Your task is to repeat the entries exactly from their first line through the line with "indices owned by other processes.", and to stop there.

Information given |
# # # # #

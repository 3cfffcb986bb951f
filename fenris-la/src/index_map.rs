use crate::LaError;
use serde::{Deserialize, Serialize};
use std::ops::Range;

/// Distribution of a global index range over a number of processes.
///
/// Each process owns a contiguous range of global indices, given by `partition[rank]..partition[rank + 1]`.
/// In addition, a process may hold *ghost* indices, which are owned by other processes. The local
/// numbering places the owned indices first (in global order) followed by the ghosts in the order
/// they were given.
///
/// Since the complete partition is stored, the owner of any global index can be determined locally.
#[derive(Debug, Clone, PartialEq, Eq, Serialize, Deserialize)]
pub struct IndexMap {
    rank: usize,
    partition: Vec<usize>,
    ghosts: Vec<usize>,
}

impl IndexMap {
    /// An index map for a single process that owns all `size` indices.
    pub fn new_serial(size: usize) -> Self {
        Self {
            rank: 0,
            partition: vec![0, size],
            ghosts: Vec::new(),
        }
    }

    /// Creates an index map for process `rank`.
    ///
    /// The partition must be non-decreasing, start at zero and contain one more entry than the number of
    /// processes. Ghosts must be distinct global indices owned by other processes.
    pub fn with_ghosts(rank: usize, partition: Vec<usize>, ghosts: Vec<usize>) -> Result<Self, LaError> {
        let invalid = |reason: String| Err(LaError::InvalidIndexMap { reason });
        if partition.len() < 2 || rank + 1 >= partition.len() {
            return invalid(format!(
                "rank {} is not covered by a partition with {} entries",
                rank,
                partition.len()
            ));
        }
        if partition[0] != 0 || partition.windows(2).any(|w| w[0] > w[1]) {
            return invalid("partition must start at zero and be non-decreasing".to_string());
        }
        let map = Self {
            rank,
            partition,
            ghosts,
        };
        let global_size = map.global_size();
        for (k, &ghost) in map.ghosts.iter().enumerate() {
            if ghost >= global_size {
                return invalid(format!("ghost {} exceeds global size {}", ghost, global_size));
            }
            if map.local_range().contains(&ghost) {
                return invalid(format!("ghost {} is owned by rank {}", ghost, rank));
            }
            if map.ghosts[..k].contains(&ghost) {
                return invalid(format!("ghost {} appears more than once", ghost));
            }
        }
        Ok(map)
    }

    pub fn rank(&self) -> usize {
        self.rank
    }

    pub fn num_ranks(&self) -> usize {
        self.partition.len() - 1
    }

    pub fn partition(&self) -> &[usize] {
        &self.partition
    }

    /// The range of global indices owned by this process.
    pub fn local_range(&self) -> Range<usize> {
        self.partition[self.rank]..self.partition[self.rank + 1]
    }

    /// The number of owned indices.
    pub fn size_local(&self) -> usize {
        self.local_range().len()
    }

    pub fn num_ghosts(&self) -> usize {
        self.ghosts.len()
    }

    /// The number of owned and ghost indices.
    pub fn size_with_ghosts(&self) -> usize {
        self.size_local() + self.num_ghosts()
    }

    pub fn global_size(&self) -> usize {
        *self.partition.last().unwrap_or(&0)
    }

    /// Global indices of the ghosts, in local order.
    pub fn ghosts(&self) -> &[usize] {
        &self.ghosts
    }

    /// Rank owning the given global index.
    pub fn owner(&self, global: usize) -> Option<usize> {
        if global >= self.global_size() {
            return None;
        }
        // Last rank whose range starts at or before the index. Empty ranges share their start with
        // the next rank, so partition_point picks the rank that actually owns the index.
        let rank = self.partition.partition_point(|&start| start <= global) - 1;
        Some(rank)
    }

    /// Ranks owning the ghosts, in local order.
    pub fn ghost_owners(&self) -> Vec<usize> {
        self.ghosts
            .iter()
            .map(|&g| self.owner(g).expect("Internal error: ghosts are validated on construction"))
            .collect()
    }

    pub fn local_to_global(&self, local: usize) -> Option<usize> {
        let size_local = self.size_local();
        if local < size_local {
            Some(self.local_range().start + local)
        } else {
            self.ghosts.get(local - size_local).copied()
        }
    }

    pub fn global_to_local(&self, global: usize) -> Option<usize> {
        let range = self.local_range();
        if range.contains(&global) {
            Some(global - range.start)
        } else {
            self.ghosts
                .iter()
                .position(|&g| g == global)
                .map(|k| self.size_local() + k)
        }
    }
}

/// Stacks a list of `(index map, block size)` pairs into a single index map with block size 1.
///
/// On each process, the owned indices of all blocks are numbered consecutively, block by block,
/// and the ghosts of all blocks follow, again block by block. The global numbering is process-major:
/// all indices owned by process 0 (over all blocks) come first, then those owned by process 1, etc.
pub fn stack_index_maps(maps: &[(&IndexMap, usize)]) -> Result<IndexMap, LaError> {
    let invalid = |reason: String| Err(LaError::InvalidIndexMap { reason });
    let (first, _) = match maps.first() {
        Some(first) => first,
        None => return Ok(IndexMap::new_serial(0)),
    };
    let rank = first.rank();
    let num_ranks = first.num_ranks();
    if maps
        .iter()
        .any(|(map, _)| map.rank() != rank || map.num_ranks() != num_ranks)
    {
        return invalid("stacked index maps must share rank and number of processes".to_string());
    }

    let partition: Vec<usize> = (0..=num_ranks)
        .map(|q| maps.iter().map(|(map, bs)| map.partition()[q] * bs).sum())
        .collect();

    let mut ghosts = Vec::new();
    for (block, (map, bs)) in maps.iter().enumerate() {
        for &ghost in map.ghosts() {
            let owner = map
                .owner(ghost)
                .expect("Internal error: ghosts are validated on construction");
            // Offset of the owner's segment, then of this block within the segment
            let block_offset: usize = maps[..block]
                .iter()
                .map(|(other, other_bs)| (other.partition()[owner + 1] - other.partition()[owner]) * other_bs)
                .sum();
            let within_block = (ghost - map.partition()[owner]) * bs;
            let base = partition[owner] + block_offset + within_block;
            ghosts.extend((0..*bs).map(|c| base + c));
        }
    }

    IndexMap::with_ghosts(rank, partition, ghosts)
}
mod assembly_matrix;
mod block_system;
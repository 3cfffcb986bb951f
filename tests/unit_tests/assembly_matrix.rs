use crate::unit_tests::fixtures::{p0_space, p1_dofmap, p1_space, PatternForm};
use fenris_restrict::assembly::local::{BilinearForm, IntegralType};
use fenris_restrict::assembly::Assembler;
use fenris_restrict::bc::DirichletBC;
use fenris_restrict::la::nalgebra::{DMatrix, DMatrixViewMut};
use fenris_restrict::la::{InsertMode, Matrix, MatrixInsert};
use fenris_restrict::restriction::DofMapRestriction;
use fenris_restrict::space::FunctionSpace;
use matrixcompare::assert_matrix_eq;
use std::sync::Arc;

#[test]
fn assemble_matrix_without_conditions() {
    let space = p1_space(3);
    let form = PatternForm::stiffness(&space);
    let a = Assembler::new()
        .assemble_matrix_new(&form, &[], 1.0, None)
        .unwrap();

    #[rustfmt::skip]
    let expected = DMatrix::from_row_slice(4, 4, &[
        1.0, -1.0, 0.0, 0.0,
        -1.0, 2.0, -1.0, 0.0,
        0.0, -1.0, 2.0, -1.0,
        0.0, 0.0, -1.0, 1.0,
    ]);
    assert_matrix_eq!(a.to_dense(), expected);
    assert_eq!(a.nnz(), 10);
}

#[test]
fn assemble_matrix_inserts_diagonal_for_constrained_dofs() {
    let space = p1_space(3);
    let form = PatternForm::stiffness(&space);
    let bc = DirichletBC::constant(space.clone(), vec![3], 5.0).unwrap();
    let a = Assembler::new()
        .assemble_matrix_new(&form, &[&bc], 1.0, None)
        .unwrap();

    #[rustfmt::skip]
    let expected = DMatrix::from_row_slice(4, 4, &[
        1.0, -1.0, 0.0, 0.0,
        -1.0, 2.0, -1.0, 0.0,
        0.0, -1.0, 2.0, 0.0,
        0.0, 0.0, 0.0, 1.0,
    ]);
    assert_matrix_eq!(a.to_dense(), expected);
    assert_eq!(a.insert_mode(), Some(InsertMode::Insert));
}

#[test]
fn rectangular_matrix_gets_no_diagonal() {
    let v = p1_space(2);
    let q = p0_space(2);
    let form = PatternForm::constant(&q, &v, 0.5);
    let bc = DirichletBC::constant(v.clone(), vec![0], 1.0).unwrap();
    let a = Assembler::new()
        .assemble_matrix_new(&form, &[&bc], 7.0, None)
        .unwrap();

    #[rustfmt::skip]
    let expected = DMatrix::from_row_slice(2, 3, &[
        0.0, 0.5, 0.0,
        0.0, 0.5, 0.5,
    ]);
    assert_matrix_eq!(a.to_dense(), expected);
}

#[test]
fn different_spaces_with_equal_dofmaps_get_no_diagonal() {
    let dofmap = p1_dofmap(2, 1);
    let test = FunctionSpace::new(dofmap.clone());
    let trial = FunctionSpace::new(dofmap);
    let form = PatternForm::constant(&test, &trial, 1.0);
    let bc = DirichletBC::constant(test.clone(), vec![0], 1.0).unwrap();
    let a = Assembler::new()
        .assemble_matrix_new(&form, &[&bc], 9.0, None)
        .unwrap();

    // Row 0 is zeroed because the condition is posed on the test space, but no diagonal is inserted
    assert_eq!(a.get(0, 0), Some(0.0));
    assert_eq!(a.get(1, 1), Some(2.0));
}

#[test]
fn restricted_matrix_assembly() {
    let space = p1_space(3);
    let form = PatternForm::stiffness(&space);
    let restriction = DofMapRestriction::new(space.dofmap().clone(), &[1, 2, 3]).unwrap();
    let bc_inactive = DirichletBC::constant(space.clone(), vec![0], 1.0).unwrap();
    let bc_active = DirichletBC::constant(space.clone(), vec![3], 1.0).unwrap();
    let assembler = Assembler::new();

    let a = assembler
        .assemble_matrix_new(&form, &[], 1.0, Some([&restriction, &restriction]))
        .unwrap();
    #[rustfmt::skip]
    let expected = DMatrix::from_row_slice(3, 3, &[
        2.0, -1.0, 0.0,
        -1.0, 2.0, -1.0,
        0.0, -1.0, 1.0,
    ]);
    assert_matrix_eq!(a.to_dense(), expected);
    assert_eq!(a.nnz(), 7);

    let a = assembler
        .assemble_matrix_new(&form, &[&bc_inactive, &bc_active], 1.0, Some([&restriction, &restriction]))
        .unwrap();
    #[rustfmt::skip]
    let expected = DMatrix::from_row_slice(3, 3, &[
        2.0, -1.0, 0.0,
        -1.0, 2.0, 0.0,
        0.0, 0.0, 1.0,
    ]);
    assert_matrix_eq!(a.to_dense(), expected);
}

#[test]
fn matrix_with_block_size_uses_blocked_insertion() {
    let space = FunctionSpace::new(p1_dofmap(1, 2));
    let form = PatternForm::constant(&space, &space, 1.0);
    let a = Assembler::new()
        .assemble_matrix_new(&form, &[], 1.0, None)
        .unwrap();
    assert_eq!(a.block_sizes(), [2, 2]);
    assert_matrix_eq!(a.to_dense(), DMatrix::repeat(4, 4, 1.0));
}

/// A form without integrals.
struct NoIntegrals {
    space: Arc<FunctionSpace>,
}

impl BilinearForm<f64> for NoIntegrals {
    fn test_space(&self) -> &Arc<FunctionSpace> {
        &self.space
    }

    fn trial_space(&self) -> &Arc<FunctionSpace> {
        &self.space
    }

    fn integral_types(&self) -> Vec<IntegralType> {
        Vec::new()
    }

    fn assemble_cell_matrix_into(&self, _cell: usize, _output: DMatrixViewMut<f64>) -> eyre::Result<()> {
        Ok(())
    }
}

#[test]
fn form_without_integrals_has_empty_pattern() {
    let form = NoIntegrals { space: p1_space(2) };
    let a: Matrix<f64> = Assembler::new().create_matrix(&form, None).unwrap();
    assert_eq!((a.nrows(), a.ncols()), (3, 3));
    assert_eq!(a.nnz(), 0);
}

# # # # #

Completed task |
repository 3cfffcb986bb951f
filename fenris-la/src/index_map.rs
use crate::LaError;
use serde::{Deserialize, Serialize};
use std::ops::Range;

/// Distribution of a global index range over a number of processes.
///
/// Each process owns a contiguous range of global indices, given by `partition[rank]..partition[rank + 1]`.
/// In addition, a process may hold *ghost* indices, which are owned by other processes. The local
/// numbering places the owned indices first (in global order) followed by the ghosts in the order
/// they were given.
///
/// Since the complete partition is stored, the owner of any global index can be determined locally.
#[derive(Debug, Clone, PartialEq, Eq, Serialize, Deserialize)]
pub struct IndexMap {
    rank: usize,
    partition: Vec<usize>,
    ghosts: Vec<usize>,
}

impl IndexMap {
    /// An index map for a single process that owns all `size` indices.
    pub fn new_serial(size: usize) -> Self {
        Self {
            rank: 0,
            partition: vec![0, size],
            ghosts: Vec::new(),
        }
    }

    /// Creates an index map for process `rank`.
    ///
    /// The partition must be non-decreasing, start at zero and contain one more entry than the number of
    /// processes. Ghosts must be distinct global indices owned by other processes.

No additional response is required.